Here we go again... let's all be nice... let's be fair and all play by the rules.
Visit any extreme left wing website [I tried to list a couple here, but my fingers just wouldn't move on the keys], or listen to the current debate in Washington DC, and you'll be convinced that we...WE... the United States of America... are the ones that don't play by the rules.

What rules? Whose rules? The Geneva Conventions, of course. More precisely, the code of conduct in dealing with prisoners of war. Even more precisely, interrogation techniques.
The Geneva Conventions are very clear when it comes to interrogating POW's. When questioned, prisoners of war must only give their names, ranks, birth dates and serial numbers. That's it, no legalese, nothing in the fine print, four basic requirements, and that's all.

So what, pray tell, is all the fuss about? Come on, let's hear it... Guantanamo... Abu Gahraib... etc etc etc. Interrogators in those places didn't stop with name, rank, and serial number. They wanted [ready for this?] more information. But... but... but... they can't do that... the Geneva Conventions say that's against the rules...

Or do they?

Ever read the Geneva Conventions? I hadn't, and I admit, I still haven't, completely, but I did manage to steal an hour here and an hour there to give them a pretty lengthy browse [reference link below]. There are actually four Geneva Conventions, signed August 12th, 1949, and two subsuquent Protocols, signed June 8th, 1977, so understand why I haven't had the time to read every word. While reading though, I began to understand the debate that's going on, or rather the misconceptions that led to the debate.

News Flash - Every prisoner captured in a war is 'not' a Prisoner of War, not according to the Geneva Conventions anyhow. It says that in order for the distinction between combatants and civilians to be clear, combatants must wear uniforms and carry their weapons openly during military operations and during preparation for them. It also says that combatants who deliberately violate the rules about maintaining a clear separation between combatant and noncombatant groups, and thus endanger the civilian population, are no longer protected by the Geneva Convention.

Let's go back to Guantanamo, Abu Gahraib, etc etc etc.
Weren't most of those detainees dressed like civilians when captured?
Were they asked their names? Probably.
Rank? Oops, don't have one.
Serial number? Nope, can't help ya.
Live here? Nah, but my cousin visited once.

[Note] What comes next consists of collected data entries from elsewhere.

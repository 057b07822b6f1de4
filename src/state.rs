use std::sync::Arc;

use anyhow::Context;
use sqlx::{postgres::PgPoolOptions, PgPool};

use crate::config::AppConfig;
use crate::store::{PgStore, Store};

#[derive(Clone)]
pub struct AppState {
    pub db: PgPool,
    pub config: Arc<AppConfig>,
    pub store: Arc<dyn Store>,
}

impl AppState {
    pub async fn init() -> anyhow::Result<Self> {
        let config = Arc::new(AppConfig::from_env()?);

        let db = PgPoolOptions::new()
            .max_connections(10)
            .connect(&config.database_url)
            .await
            .context("connect to database")?;

        let store = Arc::new(PgStore::new(db.clone())) as Arc<dyn Store>;

        Ok(Self { db, config, store })
    }

    pub fn from_parts(db: PgPool, config: Arc<AppConfig>, store: Arc<dyn Store>) -> Self {
        Self { db, config, store }
    }
}
use lazy_static::lazy_static;
use regex::Regex;
use time::OffsetDateTime;
use tracing::{info, warn};
use uuid::Uuid;

use crate::auth::{
    dto::{AuthResponse, LoginRequest, PublicUser, RegisterRequest},
    jwt::JwtKeys,
    password::{hash_password, verify_password},
    repo::User,
};
use crate::error::ApiError;
use crate::store::Store;

pub(crate) fn is_valid_email(email: &str) -> bool {
    lazy_static! {
        static ref EMAIL_RE: Regex = Regex::new(r"^[^@\s]+@[^@\s]+\.[^@\s]+$").unwrap();
    }
    EMAIL_RE.is_match(email)
}

/// Register a new user and hand back their public view plus a token.
///
/// The email conflict is checked before the username conflict. The pre-checks
/// give friendly errors; the unique constraints in the store close the race
/// between two concurrent registrations.
pub async fn register(
    store: &dyn Store,
    keys: &JwtKeys,
    req: RegisterRequest,
) -> Result<AuthResponse, ApiError> {
    let username = req.username.trim().to_string();
    let email = req.email.trim().to_lowercase();

    if username.is_empty() {
        return Err(ApiError::Validation("Username is required".into()));
    }
    if !is_valid_email(&email) {
        warn!(email = %email, "invalid email");
        return Err(ApiError::Validation("Invalid email".into()));
    }
    if req.password.len() < 8 {
        return Err(ApiError::Validation("Password too short".into()));
    }

    if store.user_by_email(&email).await?.is_some() {
        warn!(email = %email, "email already registered");
        return Err(ApiError::Conflict("User with this email already exists".into()));
    }
    if store.user_by_username(&username).await?.is_some() {
        warn!(username = %username, "username already registered");
        return Err(ApiError::Conflict(
            "User with this username already exists".into(),
        ));
    }

    let now = OffsetDateTime::now_utc();
    let user = User {
        id: Uuid::new_v4(),
        username,
        email,
        password_hash: hash_password(&req.password)?,
        created_at: now,
        updated_at: now,
    };
    store.insert_user(&user).await?;

    let token = keys.sign(user.id)?;
    info!(user_id = %user.id, username = %user.username, "user registered");
    Ok(AuthResponse {
        user: PublicUser::from(&user),
        token,
    })
}

/// Authenticate by email and password.
///
/// Unknown email and wrong password both fail with `InvalidCredentials` so the
/// response does not reveal which check failed.
pub async fn login(
    store: &dyn Store,
    keys: &JwtKeys,
    req: LoginRequest,
) -> Result<AuthResponse, ApiError> {
    let email = req.email.trim().to_lowercase();

    let Some(user) = store.user_by_email(&email).await? else {
        warn!(email = %email, "login unknown email");
        return Err(ApiError::InvalidCredentials);
    };

    if !verify_password(&req.password, &user.password_hash)? {
        warn!(user_id = %user.id, "login invalid password");
        return Err(ApiError::InvalidCredentials);
    }

    let token = keys.sign(user.id)?;
    info!(user_id = %user.id, "user logged in");
    Ok(AuthResponse {
        user: PublicUser::from(&user),
        token,
    })
}

/// Public view of a user by id.
pub async fn get_user(store: &dyn Store, user_id: Uuid) -> Result<PublicUser, ApiError> {
    let user = get_user_entity(store, user_id).await?;
    Ok(PublicUser::from(&user))
}

/// Used by other services to validate foreign references. Never fails on
/// absence, only on storage trouble.
pub async fn user_exists(store: &dyn Store, user_id: Uuid) -> Result<bool, ApiError> {
    store.user_exists(user_id).await
}

/// Full record, hash included. Internal use only (e.g. resolving an owner's
/// username for a recipe view).
pub async fn get_user_entity(store: &dyn Store, user_id: Uuid) -> Result<User, ApiError> {
    store
        .user_by_id(user_id)
        .await?
        .ok_or_else(|| ApiError::NotFound("User not found".into()))
}

/// Delete the caller's account together with all their recipes.
pub async fn delete_account(store: &dyn Store, user_id: Uuid) -> Result<(), ApiError> {
    if !store.delete_user(user_id).await? {
        return Err(ApiError::NotFound("User not found".into()));
    }
    info!(user_id = %user_id, "account deleted");
    Ok(())
}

Are you getting the picture here? So again I ask, what is all the fuss about? The United States abides by the Geneva Convention rules that bar cruel, inhuman, or degrading treatment of POW's. These other guys aren't covered by the rules. Want them to be? Fine, no problem, make up a new set of rules, but don't keep hinging your arguments on the Geneva Conventions, people might get the idea that you don't know what you're talking about.

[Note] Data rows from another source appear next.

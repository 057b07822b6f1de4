use serde::Deserialize;

#[derive(Debug, Clone, Deserialize)]
pub struct JwtConfig {
    pub secret: String,
    pub issuer: String,
    pub audience: String,
    pub ttl_minutes: i64,
}

#[derive(Debug, Clone, Deserialize)]
pub struct AppConfig {
    pub database_url: String,
    pub jwt: JwtConfig,
}

impl AppConfig {
    pub fn from_env() -> anyhow::Result<Self> {
        let database_url = std::env::var("DATABASE_URL")?;
        let jwt = JwtConfig {
            secret: std::env::var("JWT_SECRET")?,
            issuer: std::env::var("JWT_ISSUER").unwrap_or_else(|_| "share4recipe".into()),
            audience: std::env::var("JWT_AUDIENCE")
                .unwrap_or_else(|_| "share4recipe-users".into()),
            ttl_minutes: std::env::var("JWT_TTL_MINUTES")
                .ok()
                .and_then(|v| v.parse::<i64>().ok())
                .unwrap_or(60 * 24),
        };
        Ok(Self { database_url, jwt })
    }
}
use crate::state::AppState;
use axum::Router;

pub mod dto;
pub mod handlers;
pub mod jwt;
pub mod password;
pub mod repo;
pub mod services;

pub fn router() -> Router<AppState> {
    handlers::auth_routes()
}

If you get your new set of rules, more power to you. We will fight that kinder, gentler, kind of war, but we may not fight it for long. Due to lack of information, we won't know what the enemy will be up to next. So when the Sears Tower in Chicago, or the Bay Bridge in San Francisco, go the way of the World Trade Center, would you do me a favor? Don't point fingers and whine "Why didn't we know?", just turn around and look at yourself in the mirror.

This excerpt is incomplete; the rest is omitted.